Dr. Kasik established a large practice and began each workday at 8 a.m. In the afternoon he visited hospitals and worked evenings from 6 p.m. to 10 p.m. He took off Wednesdays and worked every third weekend.

"On Wednesdays, he visited the nursing homes and the shut-ins," said Dr. Michael Hyle, an Overlea physician who practices internal medicine. "He was a quick wit and a jolly guy and a wonderful man."

Dr. Kasik had been the company physician at the Domino Sugars plant in Locust Point. He also treated the Jesuits at Loyola Blakefield and priests and nuns in St. Ursula parish.

"My father was like Marcus Welby. He was a humble guy, and his patients loved him," said another daughter, Peggy K. Forrester. "He treated three or four generations in the same family."

A former chairman of the Baltimore County Medical Society, he was also a deputy Baltimore County medical examiner and was called to unattended deaths, crime scenes and accidents.

"All up and down the Harford Road, people spoke to me of how he engendered confidence," said the Rev. Michael Roach, pastor of St. Bartholomew's Roman Catholic Church in Carroll County. "Many affectionately called him Uncle Frank."

Dr. Frank H. Morris, a cardiologist, recalled Dr. Kasik.

"He was a caring physician and a kind man who grew up in a different era of medical practice. It was a time when medicine was practiced at the bedside," said Dr. Morris. "He used a stethoscope and talked to his patients before there were sophisticated tests. He [provided] quality care for his patients."

James Evans, who lives at Oak Crest Village in Parkville, said Dr. Kasik "took care of my family for years."

"Frank was a doctor who made night calls," Mr. Evans said. "He was very personable and he made his patients feel confident."

Family members said he once took golf lessons at the Country Club of Maryland. He hit a hole-in-one, and his instructor told him he needed no more instruction. Dr. Kasik gave up the game that day, family members said.
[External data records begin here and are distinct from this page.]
// Copyright (c) 2025 Fabstir
// SPDX-License-Identifier: BUSL-1.1
//! Session endpoint handlers
//!
//! Every handler that creates a session waits for the embedding model; a
//! failed model load surfaces as 503.

use axum::{
    extract::{Path, State},
    http::{HeaderMap, StatusCode},
    Json,
};
use tracing::{debug, info, warn};

use super::request::{
    ChatTurnRequest, ExtractRequest, IndexDocumentRequest, OcrImagesRequest, RetrieveRequest,
};
use super::response::{ChatTurnResponse, MessagesResponse, OcrIngestResponse, RetrieveResponse};
use crate::api::credentials::credential_from_headers;
use crate::api::errors::ApiError;
use crate::api::http_server::{ApiErrorResponse, AppState};
use crate::ocr::parse_page_images;
use crate::rag::IndexStats;
use crate::session::ExtractionResult;

fn require_credential(headers: &HeaderMap) -> Result<String, ApiErrorResponse> {
    credential_from_headers(headers).ok_or_else(|| {
        ApiErrorResponse(ApiError::Unauthorized(
            "completion credential required".to_string(),
        ))
    })
}

/// POST /v1/sessions/:id/documents - Index already recognized pages
///
/// Replaces the session's document; the pages are stored so the index can be
/// rebuilt after a restart.
pub async fn index_document_handler(
    State(state): State<AppState>,
    Path(id): Path<String>,
    Json(request): Json<IndexDocumentRequest>,
) -> Result<Json<IndexStats>, ApiErrorResponse> {
    debug!("Session {}: indexing {} pages", id, request.pages.len());
    let session = state.sessions.get_or_create(&id).await?;
    let stats = session.index_pages(request.pages).await?;
    info!(
        "Session {}: indexed {} sentences from {} pages",
        id, stats.sentences, stats.pages
    );
    Ok(Json(stats))
}

/// POST /v1/sessions/:id/ocr - Recognize page images and index the text
///
/// # Errors
/// - 400 Bad Request: missing or undecodable images
/// - 503 Service Unavailable: no OCR backend configured
/// - 502 Bad Gateway: recognition failed
pub async fn ocr_document_handler(
    State(state): State<AppState>,
    Path(id): Path<String>,
    Json(request): Json<OcrImagesRequest>,
) -> Result<Json<OcrIngestResponse>, ApiErrorResponse> {
    request.validate().map_err(|e| {
        warn!("OCR validation failed: {}", e);
        e
    })?;
    let recognizer = state.recognizer.clone().ok_or_else(|| {
        warn!("OCR requested but no recognizer is configured");
        ApiError::ServiceUnavailable("OCR service not available".to_string())
    })?;

    let images = parse_page_images(&request.images).map_err(ApiError::from)?;
    let session = state.sessions.get_or_create(&id).await?;
    let (pages, stats) = session.ingest_images(&images, recognizer.as_ref()).await?;

    info!("Session {}: OCR produced {} pages", id, pages.len());
    Ok(Json(OcrIngestResponse { pages, stats }))
}

/// POST /v1/sessions/:id/retrieve - Nearest sentences for a query
pub async fn retrieve_handler(
    State(state): State<AppState>,
    Path(id): Path<String>,
    Json(request): Json<RetrieveRequest>,
) -> Result<Json<RetrieveResponse>, ApiErrorResponse> {
    request.validate()?;
    let k = request.k.unwrap_or(state.top_k);
    let session = state.sessions.get_or_create(&id).await?;
    let matches = session.retrieve(&request.query, k).await?;
    Ok(Json(RetrieveResponse { matches }))
}

/// POST /v1/sessions/:id/chat - One retrieval-augmented chat turn
///
/// # Errors
/// - 401 Unauthorized: no completion credential
/// - 400 Bad Request: blank message
/// - 502 Bad Gateway: the completion API failed; history is unchanged
pub async fn chat_turn_handler(
    State(state): State<AppState>,
    Path(id): Path<String>,
    headers: HeaderMap,
    Json(request): Json<ChatTurnRequest>,
) -> Result<Json<ChatTurnResponse>, ApiErrorResponse> {
    let credential = require_credential(&headers)?;
    request.validate()?;
    let k = request.k.unwrap_or(state.top_k);

    let session = state.sessions.get_or_create(&id).await?;
    let turn = session
        .ask(&request.message, k, state.completion.as_ref(), &credential)
        .await?;
    let messages = session.messages().await;

    Ok(Json(ChatTurnResponse {
        reply: turn.reply,
        context: turn.context,
        messages,
    }))
}

/// POST /v1/sessions/:id/extract - Structured extraction over the whole document
pub async fn extract_handler(
    State(state): State<AppState>,
    Path(id): Path<String>,
    headers: HeaderMap,
    Json(request): Json<ExtractRequest>,
) -> Result<Json<ExtractionResult>, ApiErrorResponse> {
    let credential = require_credential(&headers)?;
    request.validate()?;

    let session = state.sessions.get_or_create(&id).await?;
    let result = session
        .extract(&request.fields, state.completion.as_ref(), &credential)
        .await?;
    Ok(Json(result))
}

/// GET /v1/sessions/:id/messages
pub async fn messages_handler(
    State(state): State<AppState>,
    Path(id): Path<String>,
) -> Result<Json<MessagesResponse>, ApiErrorResponse> {
    let session = state
        .sessions
        .get(&id)
        .await
        .ok_or_else(|| ApiError::NotFound(format!("session '{}'", id)))?;
    Ok(Json(MessagesResponse {
        messages: session.messages().await,
    }))
}

/// DELETE /v1/sessions/:id - Drop the session and its stored pages
pub async fn delete_session_handler(
    State(state): State<AppState>,
    Path(id): Path<String>,
) -> Result<StatusCode, ApiErrorResponse> {
    if state.sessions.remove(&id).await? {
        Ok(StatusCode::NO_CONTENT)
    } else {
        Err(ApiError::NotFound(format!("session '{}'", id)).into())
    }
}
A funeral Mass will be held at 12:30 p.m. Thursday at St. Ursula's Roman Catholic Church, 8300 Harford Road, where he was a member.

In addition to his daughters, survivors include two sons, Frank T. Kasik III of Manassas, Va., and John J. Kasik of Columbia, S.C.; another daughter, Carol K. Curry of Rodgers Forge; 14 grandchildren; and 19 great-grandchildren. His wife of 51 years died in 1997.